--- Prompt ---
Please state how many lines in the records below contain the word "body"; the answer should be a number and nothing else.

═══ Available data

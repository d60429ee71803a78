//! HTTP handlers for the content domain

pub mod archer_ranks;
pub mod contact;
pub mod records;
pub mod team_members;
//! Typed webhook payloads
//!
//! Mirrors the slices of Paystack's event bodies the dispatcher actually
//! reads. Unknown fields are ignored so payload additions at the provider
//! do not break parsing.

use chrono::{DateTime, NaiveDate, Utc};
use serde::{Deserialize, Deserializer, Serialize};
use serde_json::Value;

/// Outer webhook envelope: `{event, data}`.
#[derive(Debug, Clone, Deserialize)]
pub struct WebhookEnvelope {
    pub event: String,
    pub data: Value,
}

#[derive(Debug, Clone, Deserialize)]
pub struct EventAuthorization {
    pub authorization_code: String,
}

#[derive(Debug, Clone, Deserialize)]
pub struct EventCustomer {
    pub email: String,
    pub customer_code: String,
    #[serde(default)]
    pub first_name: Option<String>,
    #[serde(default)]
    pub last_name: Option<String>,
}

impl EventCustomer {
    pub fn full_name(&self) -> Option<String> {
        match (&self.first_name, &self.last_name) {
            (Some(first), Some(last)) => Some(format!("{} {}", first, last)),
            _ => None,
        }
    }
}

#[derive(Debug, Clone, Deserialize)]
pub struct EventPlan {
    pub plan_code: String,
    #[serde(default)]
    pub name: Option<String>,
}

/// The `metadata.custom` block attached at checkout initialization.
/// Its `type` decides which charge branch runs.
#[derive(Debug, Clone, Serialize, Deserialize)]
pub struct CustomMetadata {
    #[serde(rename = "type")]
    pub kind: String,
    #[serde(default)]
    pub entry_date: Option<NaiveDate>,
    #[serde(default)]
    pub unique_id: Option<String>,
    #[serde(default)]
    pub plan_code: Option<String>,
    #[serde(default)]
    pub customer_code: Option<String>,
}

#[derive(Debug, Clone, Deserialize)]
pub struct ChargeMetadata {
    #[serde(default)]
    pub custom: Option<CustomMetadata>,
}

/// Charges initialized outside our checkout flow carry metadata as an
/// empty string instead of an object; treat anything non-object as absent.
fn lenient_metadata<'de, D>(deserializer: D) -> Result<Option<ChargeMetadata>, D::Error>
where
    D: Deserializer<'de>,
{
    let value = Option::<Value>::deserialize(deserializer)?;
    match value {
        Some(Value::Object(map)) => {
            serde_json::from_value(Value::Object(map)).map_err(serde::de::Error::custom)
        }
        _ => Ok(None),
    }
}

/// `charge.success` payload. `amount` is in minor units.
#[derive(Debug, Clone, Deserialize)]
pub struct ChargeSuccessData {
    pub status: String,
    pub reference: String,
    pub amount: i64,
    pub paid_at: DateTime<Utc>,
    #[serde(default, deserialize_with = "lenient_metadata")]
    pub metadata: Option<ChargeMetadata>,
    pub authorization: EventAuthorization,
    pub customer: EventCustomer,
    #[serde(default)]
    pub plan: Option<EventPlan>,
}

impl ChargeSuccessData {
    /// The `metadata.custom` block, when present.
    pub fn custom(&self) -> Option<&CustomMetadata> {
        self.metadata.as_ref().and_then(|m| m.custom.as_ref())
    }
}

/// `subscription.create` payload.
#[derive(Debug, Clone, Deserialize)]
pub struct SubscriptionCreateData {
    pub status: String,
    pub subscription_code: String,
    pub email_token: String,
    pub next_payment_date: DateTime<Utc>,
    #[serde(rename = "createdAt")]
    pub created_at: DateTime<Utc>,
    pub plan: EventPlan,
    pub customer: EventCustomer,
}

/// `subscription.disable` payload.
#[derive(Debug, Clone, Deserialize)]
pub struct SubscriptionDisableData {
    pub status: String,
    pub subscription_code: String,
    pub email_token: String,
}

/// `subscription.not_renew` payload.
#[derive(Debug, Clone, Deserialize)]
pub struct SubscriptionNotRenewData {
    pub status: String,
    pub subscription_code: String,
    pub email_token: String,
    #[serde(default)]
    pub next_payment_date: Option<DateTime<Utc>>,
}

#[derive(Debug, Clone, Deserialize)]
pub struct InvoiceSubscription {
    pub status: String,
    pub subscription_code: String,
}

/// `invoice.update` payload. `amount` is in minor units.
#[derive(Debug, Clone, Deserialize)]
pub struct InvoiceUpdateData {
    pub amount: i64,
    pub period_start: DateTime<Utc>,
    pub period_end: DateTime<Utc>,
    pub status: String,
    #[serde(default)]
    pub paid_at: Option<DateTime<Utc>>,
    pub subscription: InvoiceSubscription,
    pub customer: EventCustomer,
}

#[cfg(test)]
mod tests {
    use super::*;
    use serde_json::json;

    #[test]
    fn test_charge_success_with_walkin_metadata() {
        let payload = json!({
            "status": "success",
            "reference": "ref_123",
            "amount": 500000,
            "paid_at": "2026-03-14T10:00:00Z",
            "metadata": {
                "custom": {
                    "type": "walkin",
                    "entry_date": "2026-03-15"
                }
            },
            "authorization": { "authorization_code": "AUTH_abc" },
            "customer": {
                "email": "visitor@example.com",
                "customer_code": "CUS_x1",
                "first_name": "Ada",
                "last_name": "Okoro"
            }
        });

        let data: ChargeSuccessData = serde_json::from_value(payload).unwrap();
        let custom = data.custom().unwrap();
        assert_eq!(custom.kind, "walkin");
        assert_eq!(
            custom.entry_date,
            NaiveDate::from_ymd_opt(2026, 3, 15)
        );
        assert_eq!(data.customer.full_name().as_deref(), Some("Ada Okoro"));
    }

    #[test]
    fn test_charge_success_with_string_metadata() {
        // Charges made directly on the provider dashboard carry "" here.
        let payload = json!({
            "status": "success",
            "reference": "ref_456",
            "amount": 1500000,
            "paid_at": "2026-03-14T10:00:00Z",
            "metadata": "",
            "authorization": { "authorization_code": "AUTH_def" },
            "customer": { "email": "m@example.com", "customer_code": "CUS_x2" },
            "plan": { "plan_code": "PLN_monthly" }
        });

        let data: ChargeSuccessData = serde_json::from_value(payload).unwrap();
        assert!(data.custom().is_none());
        assert_eq!(data.plan.unwrap().plan_code, "PLN_monthly");
    }

    #[test]
    fn test_webhook_envelope_parses() {
        let body = r#"{"event": "subscription.disable", "data": {"status": "cancelled", "subscription_code": "SUB_1", "email_token": "tok_1"}}"#;
        let envelope: WebhookEnvelope = serde_json::from_str(body).unwrap();
        assert_eq!(envelope.event, "subscription.disable");

        let data: SubscriptionDisableData = serde_json::from_value(envelope.data).unwrap();
        assert_eq!(data.subscription_code, "SUB_1");
    }

    #[test]
    fn test_subscription_create_parses_created_at_alias() {
        let payload = json!({
            "status": "active",
            "subscription_code": "SUB_9",
            "email_token": "tok_9",
            "next_payment_date": "2026-04-14T00:00:00Z",
            "createdAt": "2026-03-14T00:00:00Z",
            "plan": { "plan_code": "PLN_annual", "name": "Annual" },
            "customer": { "email": "m@example.com", "customer_code": "CUS_x3" }
        });

        let data: SubscriptionCreateData = serde_json::from_value(payload).unwrap();
        assert_eq!(data.plan.plan_code, "PLN_annual");
        assert_eq!(data.created_at.to_rfc3339(), "2026-03-14T00:00:00+00:00");
    }
}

══════

--- Worked solution ---
2